Each line of the material below should be reproduced exactly.

#### Extracted information

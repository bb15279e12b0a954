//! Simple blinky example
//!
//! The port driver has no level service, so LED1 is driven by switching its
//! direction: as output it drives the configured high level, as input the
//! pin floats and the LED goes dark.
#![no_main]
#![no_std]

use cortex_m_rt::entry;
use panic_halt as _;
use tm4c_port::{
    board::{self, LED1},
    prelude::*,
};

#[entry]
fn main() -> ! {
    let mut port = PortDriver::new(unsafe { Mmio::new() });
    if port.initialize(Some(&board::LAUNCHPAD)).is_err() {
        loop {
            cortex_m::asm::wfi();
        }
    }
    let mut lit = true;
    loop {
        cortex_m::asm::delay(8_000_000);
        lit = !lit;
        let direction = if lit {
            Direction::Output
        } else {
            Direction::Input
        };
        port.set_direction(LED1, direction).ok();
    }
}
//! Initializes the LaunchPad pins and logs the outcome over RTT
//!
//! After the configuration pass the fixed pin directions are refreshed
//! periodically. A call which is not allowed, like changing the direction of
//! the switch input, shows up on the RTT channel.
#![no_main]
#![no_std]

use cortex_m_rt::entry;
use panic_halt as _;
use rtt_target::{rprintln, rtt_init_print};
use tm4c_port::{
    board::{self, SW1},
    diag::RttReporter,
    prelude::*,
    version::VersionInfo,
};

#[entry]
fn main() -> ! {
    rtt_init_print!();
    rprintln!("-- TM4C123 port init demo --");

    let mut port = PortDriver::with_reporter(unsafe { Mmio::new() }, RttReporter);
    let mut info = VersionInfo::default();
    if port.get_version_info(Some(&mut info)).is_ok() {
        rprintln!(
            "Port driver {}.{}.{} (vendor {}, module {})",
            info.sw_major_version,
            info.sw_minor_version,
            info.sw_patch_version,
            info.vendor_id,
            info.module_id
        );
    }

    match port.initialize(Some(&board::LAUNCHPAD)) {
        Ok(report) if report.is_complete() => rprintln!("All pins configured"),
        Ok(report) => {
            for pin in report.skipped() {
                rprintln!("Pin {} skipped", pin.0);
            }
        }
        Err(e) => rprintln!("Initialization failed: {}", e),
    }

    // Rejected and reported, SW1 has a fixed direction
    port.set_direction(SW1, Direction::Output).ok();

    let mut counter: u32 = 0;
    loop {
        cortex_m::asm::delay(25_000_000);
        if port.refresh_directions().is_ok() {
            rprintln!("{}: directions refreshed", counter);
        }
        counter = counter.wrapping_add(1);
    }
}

########

__Exercise solution__
repository bb15279e12b0a954
//! Simple blinky example
//!
//! The port driver has no level service, so LED1 is driven by switching its
//! direction: as output it drives the configured high level, as input the
//! pin floats and the LED goes dark.
#![no_main]
#![no_std]

use cortex_m_rt::entry;
use panic_halt as _;
use tm4c_port::{
    board::{self, LED1},
    prelude::*,
};

#[entry]
fn main() -> ! {
    let mut port = PortDriver::new(unsafe { Mmio::new() });
    if port.initialize(Some(&board::LAUNCHPAD)).is_err() {
        loop {
            cortex_m::asm::wfi();
        }
    }
    let mut lit = true;
    loop {
        cortex_m::asm::delay(8_000_000);
        lit = !lit;
        let direction = if lit {
            Direction::Output
        } else {
            Direction::Input
        };
        port.set_direction(LED1, direction).ok();
    }
}
//! Initializes the LaunchPad pins and logs the outcome over RTT
//!
//! After the configuration pass the fixed pin directions are refreshed
//! periodically. A call which is not allowed, like changing the direction of
//! the switch input, shows up on the RTT channel.
#![no_main]
#![no_std]

use cortex_m_rt::entry;
use panic_halt as _;
use rtt_target::{rprintln, rtt_init_print};
use tm4c_port::{
    board::{self, SW1},
    diag::RttReporter,
    prelude::*,
    version::VersionInfo,
};

#[entry]
fn main() -> ! {
    rtt_init_print!();
    rprintln!("-- TM4C123 port init demo --");

    let mut port = PortDriver::with_reporter(unsafe { Mmio::new() }, RttReporter);
    let mut info = VersionInfo::default();
    if port.get_version_info(Some(&mut info)).is_ok() {
        rprintln!(
            "Port driver {}.{}.{} (vendor {}, module {})",
            info.sw_major_version,
            info.sw_minor_version,
            info.sw_patch_version,
            info.vendor_id,
            info.module_id
        );
    }

    match port.initialize(Some(&board::LAUNCHPAD)) {
        Ok(report) if report.is_complete() => rprintln!("All pins configured"),
        Ok(report) => {
            for pin in report.skipped() {
                rprintln!("Pin {} skipped", pin.0);
            }
        }
        Err(e) => rprintln!("Initialization failed: {}", e),
    }

    // Rejected and reported, SW1 has a fixed direction
    port.set_direction(SW1, Direction::Output).ok();

    let mut counter: u32 = 0;
    loop {
        cortex_m::asm::delay(25_000_000);
        if port.refresh_directions().is_ok() {
            rprintln!("{}: directions refreshed", counter);
        }
        counter = counter.wrapping_add(1);
    }
}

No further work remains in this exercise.